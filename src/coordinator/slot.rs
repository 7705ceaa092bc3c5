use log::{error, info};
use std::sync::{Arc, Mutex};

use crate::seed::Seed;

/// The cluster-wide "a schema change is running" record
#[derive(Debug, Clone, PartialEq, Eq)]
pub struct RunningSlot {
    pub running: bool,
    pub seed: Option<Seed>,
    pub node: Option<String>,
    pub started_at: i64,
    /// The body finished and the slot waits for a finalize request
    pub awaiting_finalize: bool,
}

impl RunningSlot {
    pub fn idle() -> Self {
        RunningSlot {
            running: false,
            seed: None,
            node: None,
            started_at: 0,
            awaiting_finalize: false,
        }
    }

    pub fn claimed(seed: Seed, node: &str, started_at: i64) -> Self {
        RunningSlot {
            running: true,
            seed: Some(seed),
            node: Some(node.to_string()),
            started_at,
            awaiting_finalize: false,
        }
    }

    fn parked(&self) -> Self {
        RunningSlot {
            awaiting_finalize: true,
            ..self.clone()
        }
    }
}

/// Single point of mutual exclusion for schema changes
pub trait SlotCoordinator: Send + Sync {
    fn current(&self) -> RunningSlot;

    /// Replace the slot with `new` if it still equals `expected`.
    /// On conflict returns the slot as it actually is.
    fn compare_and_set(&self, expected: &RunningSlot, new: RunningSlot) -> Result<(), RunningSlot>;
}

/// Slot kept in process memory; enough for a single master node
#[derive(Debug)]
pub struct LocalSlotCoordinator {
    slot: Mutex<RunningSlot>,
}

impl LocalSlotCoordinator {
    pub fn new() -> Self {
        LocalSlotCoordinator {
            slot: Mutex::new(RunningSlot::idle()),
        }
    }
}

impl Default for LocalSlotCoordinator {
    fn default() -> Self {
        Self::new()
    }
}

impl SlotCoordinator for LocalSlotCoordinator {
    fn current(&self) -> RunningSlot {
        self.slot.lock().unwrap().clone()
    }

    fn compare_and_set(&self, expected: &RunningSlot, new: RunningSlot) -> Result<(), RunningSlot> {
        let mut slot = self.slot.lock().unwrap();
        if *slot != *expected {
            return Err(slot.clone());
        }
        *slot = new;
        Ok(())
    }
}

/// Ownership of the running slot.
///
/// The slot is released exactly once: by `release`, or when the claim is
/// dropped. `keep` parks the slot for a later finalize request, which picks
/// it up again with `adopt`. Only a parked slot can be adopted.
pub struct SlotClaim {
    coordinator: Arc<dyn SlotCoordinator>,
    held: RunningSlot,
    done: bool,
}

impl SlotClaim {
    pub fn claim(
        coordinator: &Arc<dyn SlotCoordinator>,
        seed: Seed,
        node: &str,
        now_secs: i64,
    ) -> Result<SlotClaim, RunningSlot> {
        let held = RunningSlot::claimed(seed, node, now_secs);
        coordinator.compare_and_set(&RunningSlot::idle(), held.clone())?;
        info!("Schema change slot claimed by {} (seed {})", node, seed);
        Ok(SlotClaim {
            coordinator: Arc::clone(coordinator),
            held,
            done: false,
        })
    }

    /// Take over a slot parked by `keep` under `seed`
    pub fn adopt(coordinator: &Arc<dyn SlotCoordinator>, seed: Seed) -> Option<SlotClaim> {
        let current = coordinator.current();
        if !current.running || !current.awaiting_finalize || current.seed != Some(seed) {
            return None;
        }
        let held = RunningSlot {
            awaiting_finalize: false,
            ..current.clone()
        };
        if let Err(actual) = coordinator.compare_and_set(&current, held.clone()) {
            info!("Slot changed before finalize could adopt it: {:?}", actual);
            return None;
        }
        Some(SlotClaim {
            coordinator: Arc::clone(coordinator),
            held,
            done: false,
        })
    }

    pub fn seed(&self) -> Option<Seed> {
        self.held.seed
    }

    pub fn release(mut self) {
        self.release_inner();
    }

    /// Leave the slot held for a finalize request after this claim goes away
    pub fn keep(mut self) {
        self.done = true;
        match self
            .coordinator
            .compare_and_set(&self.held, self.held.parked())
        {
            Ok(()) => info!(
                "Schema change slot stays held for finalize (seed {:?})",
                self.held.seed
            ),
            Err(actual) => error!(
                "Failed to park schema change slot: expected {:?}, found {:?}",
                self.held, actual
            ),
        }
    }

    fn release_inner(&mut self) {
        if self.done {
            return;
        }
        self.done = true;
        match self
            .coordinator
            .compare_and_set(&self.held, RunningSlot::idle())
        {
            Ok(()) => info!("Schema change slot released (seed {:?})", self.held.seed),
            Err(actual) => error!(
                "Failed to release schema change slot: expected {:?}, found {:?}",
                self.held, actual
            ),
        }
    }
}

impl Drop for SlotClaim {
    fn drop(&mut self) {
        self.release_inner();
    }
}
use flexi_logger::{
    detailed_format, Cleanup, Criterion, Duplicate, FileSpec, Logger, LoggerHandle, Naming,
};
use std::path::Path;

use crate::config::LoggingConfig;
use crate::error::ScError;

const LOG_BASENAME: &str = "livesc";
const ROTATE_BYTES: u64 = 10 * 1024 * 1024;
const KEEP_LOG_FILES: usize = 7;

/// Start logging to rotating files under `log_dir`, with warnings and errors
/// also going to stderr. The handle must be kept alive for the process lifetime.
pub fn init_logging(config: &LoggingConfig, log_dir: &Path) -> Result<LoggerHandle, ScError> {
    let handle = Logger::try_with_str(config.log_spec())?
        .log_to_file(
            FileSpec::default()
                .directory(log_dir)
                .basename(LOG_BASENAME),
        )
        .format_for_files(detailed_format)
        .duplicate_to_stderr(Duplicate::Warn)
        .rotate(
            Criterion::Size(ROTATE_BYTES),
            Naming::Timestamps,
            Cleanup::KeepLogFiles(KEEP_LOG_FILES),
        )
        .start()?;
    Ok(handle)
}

---------------

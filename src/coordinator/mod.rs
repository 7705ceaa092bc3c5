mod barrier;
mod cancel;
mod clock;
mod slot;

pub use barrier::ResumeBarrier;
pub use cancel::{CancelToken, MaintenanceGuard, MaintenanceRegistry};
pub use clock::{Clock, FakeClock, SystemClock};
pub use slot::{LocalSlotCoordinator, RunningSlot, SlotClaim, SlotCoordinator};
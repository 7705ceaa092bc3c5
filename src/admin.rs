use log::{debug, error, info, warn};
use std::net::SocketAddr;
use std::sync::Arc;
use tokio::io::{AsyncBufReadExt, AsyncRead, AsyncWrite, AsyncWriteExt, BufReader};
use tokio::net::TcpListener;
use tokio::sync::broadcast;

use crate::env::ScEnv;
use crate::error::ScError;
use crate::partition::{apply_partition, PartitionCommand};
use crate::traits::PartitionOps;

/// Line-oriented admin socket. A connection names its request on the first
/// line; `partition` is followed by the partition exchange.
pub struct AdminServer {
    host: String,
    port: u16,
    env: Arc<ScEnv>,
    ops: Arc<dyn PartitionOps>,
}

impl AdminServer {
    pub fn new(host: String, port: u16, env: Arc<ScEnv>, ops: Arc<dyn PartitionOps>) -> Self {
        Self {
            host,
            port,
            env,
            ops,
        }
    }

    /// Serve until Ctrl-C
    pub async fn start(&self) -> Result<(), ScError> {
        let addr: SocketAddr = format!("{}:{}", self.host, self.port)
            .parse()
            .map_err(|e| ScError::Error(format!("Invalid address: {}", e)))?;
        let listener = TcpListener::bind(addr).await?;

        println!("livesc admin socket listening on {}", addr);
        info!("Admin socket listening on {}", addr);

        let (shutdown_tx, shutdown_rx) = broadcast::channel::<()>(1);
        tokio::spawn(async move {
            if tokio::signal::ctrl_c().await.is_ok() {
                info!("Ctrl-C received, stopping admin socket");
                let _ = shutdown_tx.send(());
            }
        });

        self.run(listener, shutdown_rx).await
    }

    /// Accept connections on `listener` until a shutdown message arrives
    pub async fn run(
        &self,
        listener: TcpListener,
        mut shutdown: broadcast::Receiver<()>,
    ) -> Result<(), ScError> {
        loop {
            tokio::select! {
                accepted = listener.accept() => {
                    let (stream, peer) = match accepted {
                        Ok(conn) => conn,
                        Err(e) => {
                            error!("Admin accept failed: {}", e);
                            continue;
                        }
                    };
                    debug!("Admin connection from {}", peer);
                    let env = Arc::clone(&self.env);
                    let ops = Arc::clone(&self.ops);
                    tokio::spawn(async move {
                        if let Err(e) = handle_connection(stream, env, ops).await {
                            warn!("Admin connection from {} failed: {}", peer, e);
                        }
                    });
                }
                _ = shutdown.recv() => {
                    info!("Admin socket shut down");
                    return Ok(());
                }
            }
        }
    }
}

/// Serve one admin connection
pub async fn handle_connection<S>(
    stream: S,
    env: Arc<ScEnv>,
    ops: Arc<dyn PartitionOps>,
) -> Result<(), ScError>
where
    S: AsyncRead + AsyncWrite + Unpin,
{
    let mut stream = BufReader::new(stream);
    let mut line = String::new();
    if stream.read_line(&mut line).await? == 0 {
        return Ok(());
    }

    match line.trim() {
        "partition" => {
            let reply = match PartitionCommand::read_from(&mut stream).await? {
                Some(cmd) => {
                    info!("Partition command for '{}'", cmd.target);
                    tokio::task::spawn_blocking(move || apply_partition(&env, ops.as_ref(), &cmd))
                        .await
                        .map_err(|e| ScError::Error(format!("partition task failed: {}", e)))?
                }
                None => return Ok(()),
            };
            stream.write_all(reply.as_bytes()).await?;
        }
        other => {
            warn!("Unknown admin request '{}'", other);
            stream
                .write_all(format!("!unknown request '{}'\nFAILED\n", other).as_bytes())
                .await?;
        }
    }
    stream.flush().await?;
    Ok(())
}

---------------

**Prompt**
List each line in the listing that contains the string "ScError".

**Final answer**
use crate::error::ScError;
pub fn init_logging(config: &LoggingConfig, log_dir: &Path) -> Result<LoggerHandle, ScError> {
use crate::error::ScError;
    pub async fn start(&self) -> Result<(), ScError> {
            .map_err(|e| ScError::Error(format!("Invalid address: {}", e)))?;
    ) -> Result<(), ScError> {
) -> Result<(), ScError>
                        .map_err(|e| ScError::Error(format!("partition task failed: {}", e)))?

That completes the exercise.